EMPLOYMENT APPEAL TRIBUNAL
58 VICTORIA EMBANKMENT, LONDON EC4Y 0DS
             At the Tribunal
             On 26 May 1999

Before

HIS HONOUR JUDGE HAROLD WILSON

MR A E R MANNERS

MR P M SMITH



MR G LONG APPELLANT

THE MICHAEL JOHN PARTNERSHIP RESPONDENT


Transcript of Proceedings

JUDGMENT

PRELIMINARY HEARING – EX PARTE

© Copyright 1999


    APPEARANCES

     

    For the Appellant MR B BURGHER
    (of Counsel)
    Instructed by:
    Mr H Batra
    Messrs Batra
    Solicitors
    Kingsland House
    122-124 Regents Street
    London
    W1R 5FE
       


     

    JUDGE HAROLD WILSON: This is the preliminary hearing of a proposed appeal against the finding of an Employment Tribunal that the applicant had not been unfairly dismissed.

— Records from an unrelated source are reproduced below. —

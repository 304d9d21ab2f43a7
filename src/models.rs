use chrono::{DateTime, NaiveDate, Utc};
use serde::{Deserialize, Serialize};
use sqlx::FromRow;
use ts_rs::TS;
use utoipa::ToSchema;
use uuid::Uuid;

// --- Core Application Schemas (Mapped to Database) ---

/// Role
///
/// The coarse permission tag attached to every user. Only `admin` may mutate
/// student records; newly registered accounts are always `guest`.
#[derive(
    Debug, Clone, Copy, PartialEq, Eq, Serialize, Deserialize, TS, ToSchema, sqlx::Type, Default,
)]
#[serde(rename_all = "lowercase")]
#[sqlx(type_name = "user_role", rename_all = "lowercase")]
#[ts(export)]
pub enum Role {
    Admin,
    #[default]
    Guest,
}

/// Gender
///
/// Enumerated value stored for every student record (`basicinfo.gender`).
#[derive(
    Debug, Clone, Copy, PartialEq, Eq, Serialize, Deserialize, TS, ToSchema, sqlx::Type, Default,
)]
#[serde(rename_all = "lowercase")]
#[sqlx(type_name = "gender", rename_all = "lowercase")]
#[ts(export)]
pub enum Gender {
    #[default]
    Male,
    Female,
}

/// User
///
/// Represents the user's canonical identity record stored in the `users` table.
/// The password hash never leaves the server: it is skipped during serialization
/// and only ever compared via the credential verification path.
#[derive(Debug, Clone, Serialize, Deserialize, FromRow, Default)]
pub struct User {
    pub id: Uuid,
    pub username: String,
    #[serde(skip_serializing)]
    pub password_hash: String,
    pub role: Role,
}

/// Major
///
/// An academic program from the `majors` table. Static reference data: students
/// point at it through a nullable foreign key, and no mutation is exposed.
#[derive(Debug, Clone, PartialEq, Eq, Serialize, Deserialize, TS, ToSchema, FromRow, Default)]
#[ts(export)]
pub struct Major {
    pub id: i32,
    pub name: String,
}

/// Student
///
/// A student record from the `basicinfo` table. The primary key (`student_id`)
/// is externally supplied rather than generated, and the update operation may
/// change it; afterwards the record is addressable only by the new id.
///
/// `age` is stored independently of `birthday`; the two are not cross-checked.
#[derive(Debug, Clone, PartialEq, Serialize, Deserialize, TS, ToSchema, FromRow, Default)]
#[ts(export)]
pub struct Student {
    pub student_id: i32,
    pub name: String,
    pub gender: Gender,
    #[ts(type = "string")]
    pub birthday: NaiveDate,
    pub age: i32,
    // Nullable FK into majors; None means "no major assigned".
    pub major_id: Option<i32>,
}

/// Session
///
/// A server-side session row. The bearer token a client holds references this
/// row by id; logout deletes the row, which revokes the token regardless of its
/// remaining signed lifetime.
#[derive(Debug, Clone, Serialize, Deserialize, FromRow, Default)]
pub struct Session {
    pub id: Uuid,
    pub user_id: Uuid,
    pub expires_at: DateTime<Utc>,
    pub created_at: DateTime<Utc>,
}

/// --- Request Payloads (Input Schemas) ---

/// RegisterRequest
///
/// Input payload for the public registration endpoint (POST /register).
/// The plaintext password is hashed immediately and never persisted or logged.
#[derive(Debug, Clone, Serialize, Deserialize, TS, ToSchema, Default)]
#[ts(export)]
pub struct RegisterRequest {
    pub username: String,
    pub password: String,
    pub confirm_password: String,
}

/// LoginRequest
///
/// Input payload for POST /login. `remember_me` extends the session lifetime
/// from one day to thirty.
#[derive(Debug, Clone, Serialize, Deserialize, TS, ToSchema, Default)]
#[ts(export)]
pub struct LoginRequest {
    pub username: String,
    pub password: String,
    #[serde(default)]
    pub remember_me: bool,
}

/// StudentForm
///
/// The single validated input payload shared by the create (POST /new) and
/// update (POST /edit/{student_id}) paths. The two flows only ever differed by
/// a submit label, which is a presentation concern and does not exist here.
#[derive(Debug, Clone, PartialEq, Serialize, Deserialize, TS, ToSchema, Default)]
#[ts(export)]
pub struct StudentForm {
    pub student_id: i32,
    pub name: String,
    pub gender: Gender,
    #[ts(type = "string")]
    pub birthday: NaiveDate,
    pub age: i32,
    pub major_id: Option<i32>,
}

impl From<StudentForm> for Student {
    fn from(form: StudentForm) -> Self {
        Student {
            student_id: form.student_id,
            name: form.name,
            gender: form.gender,
            birthday: form.birthday,
            age: form.age,
            major_id: form.major_id,
        }
    }
}

/// --- Response Schemas (Output) ---

/// UserProfile
///
/// Output schema for a user identity. This is the only shape in which account
/// data crosses the HTTP boundary; the stored hash stays internal.
#[derive(Debug, Clone, Serialize, Deserialize, TS, ToSchema, Default)]
#[ts(export)]
pub struct UserProfile {
    pub id: Uuid,
    pub username: String,
    pub role: Role,
}

impl From<User> for UserProfile {
    fn from(user: User) -> Self {
        UserProfile {
            id: user.id,
            username: user.username,
            role: user.role,
        }
    }
}

/// LoginResponse
///
/// Output schema of a successful login: the signed bearer token plus the
/// resolved profile of the authenticated user.
#[derive(Debug, Clone, Serialize, Deserialize, TS, ToSchema, Default)]
#[ts(export)]
pub struct LoginResponse {
    pub token: String,
    pub user: UserProfile,
}

/// RosterPayload
///
/// Output schema for the roster surfaces (GET / and GET /major/{id}): the
/// student listing plus the full catalog, which the presentation layer uses
/// for the per-major filter links.
#[derive(Debug, Clone, Serialize, Deserialize, TS, ToSchema, Default)]
#[ts(export)]
pub struct RosterPayload {
    pub students: Vec<Student>,
    pub majors: Vec<Major>,
}

/// StudentFormPayload
///
/// Output schema for the form surfaces (GET /new and GET /edit/{id}): the
/// catalog that populates the major selection, and (on edit) the stored
/// record the form is pre-populated from.
#[derive(Debug, Clone, Serialize, Deserialize, TS, ToSchema, Default)]
#[ts(export)]
pub struct StudentFormPayload {
    pub majors: Vec<Major>,
    pub student: Option<Student>,
}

    The applicant had worked for some considerable time for the respondent Partnership and he says he was dismissed without reason. Subsequently, the respondent told the applicant by letter that the reason was because he had been guilty of what was described as 'gross misconduct'. The applicant denied both of the allegations comprising the alleged gross misconduct. The tribunal, in due course, found that the respondent had not dismissed the applicant in any case, and that therefore the applicant's application failed.
    It is perhaps significant that each side changed its ground quite radically between the presentation of the complaint and the appearance, and the evidence which was given on each side to the tribunal.
    The tribunal's decision and the extended reasons for it was a lengthy document extending to 12½ pages of A4 typescript. In paragraph 2 the tribunal stated that:
    "… the Applicant's case that he was dismissed by Mr Warner [of the respondent Partnership] on 1 May 1998."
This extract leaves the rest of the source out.